A highly passionate and results-driven AI Engineer specializing in Generative AI & Agentic AI Systems.
With 1.5 years of hands-on experience across the full AI project lifecycle, I build, optimize, and deploy scalable AI-driven solutions.
- Agentic AI & Orchestration: CrewAI, LangChain Agents
- LLM Inference & Optimization: Llama.cpp Server, vLLM, Ollama
- Generative AI Applications: Retrieval-Augmented Generation (RAG), Conversational AI, Autonomous Agents
- Fine-tuning & Cloud Training: RunPod GPU Cloud, LoRA/QLoRA fine-tuning
- Deployment & Frontend: Streamlit Apps, Docker, API-driven integrations
- Cloud & Infra: AWS ECR, AWS ECS (Fargate/EC2), Task Definitions, Application Load Balancer, Auto Scaling
- Programming Languages: Python (core), with focus on ML/AI frameworks
- 1.5 years building and deploying LLM-powered solutions in production.

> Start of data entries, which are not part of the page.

//! Roots taken from an input assembly.

use std::path::PathBuf;

use log::debug;

use crate::{
    graph::{ModuleKind, SymbolKind},
    linker::{
        actions::{AssemblyAction, Root, RootVisibility, TypePreserve},
        diagnostics::codes,
        LinkContext, Step,
    },
    Result,
};

/// Loads an input assembly and roots it.
///
/// An executable roots its entry point and is linked. A library roots every type admitted by
/// the visibility filter, together with its admitted members; it is copied as a whole for
/// [`RootVisibility::Any`] and linked for [`RootVisibility::PublicAndFamily`]. An explicit
/// per-assembly action always wins over these defaults.
#[derive(Debug, Clone)]
pub struct ResolveFromAssemblyStep {
    file: PathBuf,
    visibility: RootVisibility,
}

impl ResolveFromAssemblyStep {
    /// Creates the step for `file`.
    pub fn new(file: impl Into<PathBuf>, visibility: RootVisibility) -> Self {
        ResolveFromAssemblyStep {
            file: file.into(),
            visibility,
        }
    }
}

impl Step for ResolveFromAssemblyStep {
    fn name(&self) -> &'static str {
        "ResolveFromAssemblyStep"
    }

    fn process(&mut self, ctx: &mut LinkContext) -> Result<()> {
        if !self.file.is_file() {
            let what = self.file.display().to_string();
            return ctx.report_missing_root(codes::ROOT_ASSEMBLY_NOT_FOUND, &what, None);
        }

        let module = ctx.load_assembly_file(&self.file)?;
        let info = ctx.graph.module_info(module);
        let assembly = info.assembly.clone();
        let kind = info.kind;
        let entry_point = info.entry_point.clone();
        let explicit = ctx.actions.explicit(&assembly);

        match kind {
            ModuleKind::Executable => {
                ctx.actions
                    .set(&assembly, explicit.unwrap_or(AssemblyAction::Link));
                let Some(entry_point) = entry_point else {
                    return ctx.report_missing_root(
                        codes::ROOT_NOT_FOUND,
                        &format!("entry point of '{assembly}'"),
                        None,
                    );
                };
                match ctx.graph.find(&entry_point) {
                    Some(method) if ctx.graph.symbol(method).kind() == SymbolKind::Method => {
                        debug!("Rooting entry point {entry_point}");
                        ctx.add_root(Root::new(method));
                    }
                    _ => {
                        return ctx.report_missing_root(
                            codes::ROOT_NOT_FOUND,
                            &entry_point.to_string(),
                            None,
                        )
                    }
                }
            }
            ModuleKind::Library => {
                let default = match self.visibility {
                    RootVisibility::Any => AssemblyAction::Copy,
                    RootVisibility::PublicAndFamily => AssemblyAction::Link,
                };
                ctx.actions.set(&assembly, explicit.unwrap_or(default));

                let types: Vec<_> = ctx
                    .graph
                    .children(module)
                    .iter()
                    .copied()
                    .filter(|ty| self.visibility.admits(ctx.graph.symbol(*ty).visibility))
                    .collect();
                debug!("Rooting {} types of library '{assembly}'", types.len());
                for ty in types {
                    ctx.add_root(Root::with(ty, self.visibility, TypePreserve::All));
                }
            }
        }
        Ok(())
    }
}
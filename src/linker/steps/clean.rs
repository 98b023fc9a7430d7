use log::debug;

use crate::{
    graph::{SymbolId, SymbolKind},
    linker::{actions::AssemblyAction, LinkContext, Step},
    Result,
};

/// Removes the leftovers sweeping produced in `Link` assemblies.
///
/// A property or event cannot be written without accessors, so one whose accessors were all
/// swept is dropped even when it was marked itself.
#[derive(Debug, Default, Clone, Copy)]
pub struct CleanStep;

impl Step for CleanStep {
    fn name(&self) -> &'static str {
        "CleanStep"
    }

    fn process(&mut self, ctx: &mut LinkContext) -> Result<()> {
        for module in ctx.graph.modules().to_vec() {
            if ctx.graph.symbol(module).is_removed() || ctx.action_of(module) != AssemblyAction::Link {
                continue;
            }

            let orphans: Vec<SymbolId> = ctx
                .graph
                .descendants(module)
                .into_iter()
                .filter(|id| is_orphan(ctx, *id))
                .collect();
            for id in &orphans {
                debug!("Removing '{}' without accessors", ctx.graph.symbol(*id).full_name);
                ctx.graph.remove(*id);
            }
        }
        Ok(())
    }
}

fn is_orphan(ctx: &LinkContext, id: SymbolId) -> bool {
    let symbol = ctx.graph.symbol(id);
    if symbol.is_removed() {
        return false;
    }
    match symbol.kind() {
        SymbolKind::Property | SymbolKind::Event => symbol.as_accessor_owner().is_some_and(|owner| {
            owner
                .accessors
                .iter()
                .all(|accessor| ctx.graph.symbol(*accessor).is_removed())
        }),
        _ => false,
    }
}

#[cfg(test)]
mod tests {
    use super::*;
    use crate::{
        graph::{AccessorOwnerInfo, Visibility},
        linker::steps::SweepStep,
        test::TestLink,
    };

    #[test]
    fn drops_properties_without_accessors() {
        let mut link = TestLink::new();
        let app = link.module("App", AssemblyAction::Link);
        let ty = link.ty(app, "App.Options");
        let getter = link.method(ty, "get_Name");
        let setter = link.method(ty, "set_Name");
        let other = link.method(ty, "get_Size");
        let name = link
            .ctx
            .graph
            .add_property(
                ty,
                "Name",
                Visibility::Public,
                AccessorOwnerInfo {
                    value_type: None,
                    accessors: vec![getter, setter],
                },
            )
            .unwrap();
        let size = link
            .ctx
            .graph
            .add_property(
                ty,
                "Size",
                Visibility::Public,
                AccessorOwnerInfo {
                    value_type: None,
                    accessors: vec![other],
                },
            )
            .unwrap();
        link.root_member(other);
        link.root_member(name);

        link.mark().unwrap();
        link.run(&mut SweepStep).unwrap();
        link.run(&mut CleanStep).unwrap();

        assert!(link.removed(name));
        assert!(!link.removed(size));
        assert!(!link.removed(other));
    }
}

- Designed & optimized RAG-based chatbots, knowledge assistants, and multi-agent workflows using CrewAI/LangChain.
- Optimized inference paths with Llama.cpp/vLLM/Ollama to reduce latency and cost across multi-model deployments.
- Built Streamlit dashboards and conversational UIs for rapid iteration and stakeholder demos.
- Implemented AWS ECR + ECS deployments with robust Task Definitions, environment secrets, autoscaling, and ALB routing.
- Deployed fine-tuned models on RunPod Cloud GPUs, leveraging LoRA/QLoRA strategies for cost-efficient training.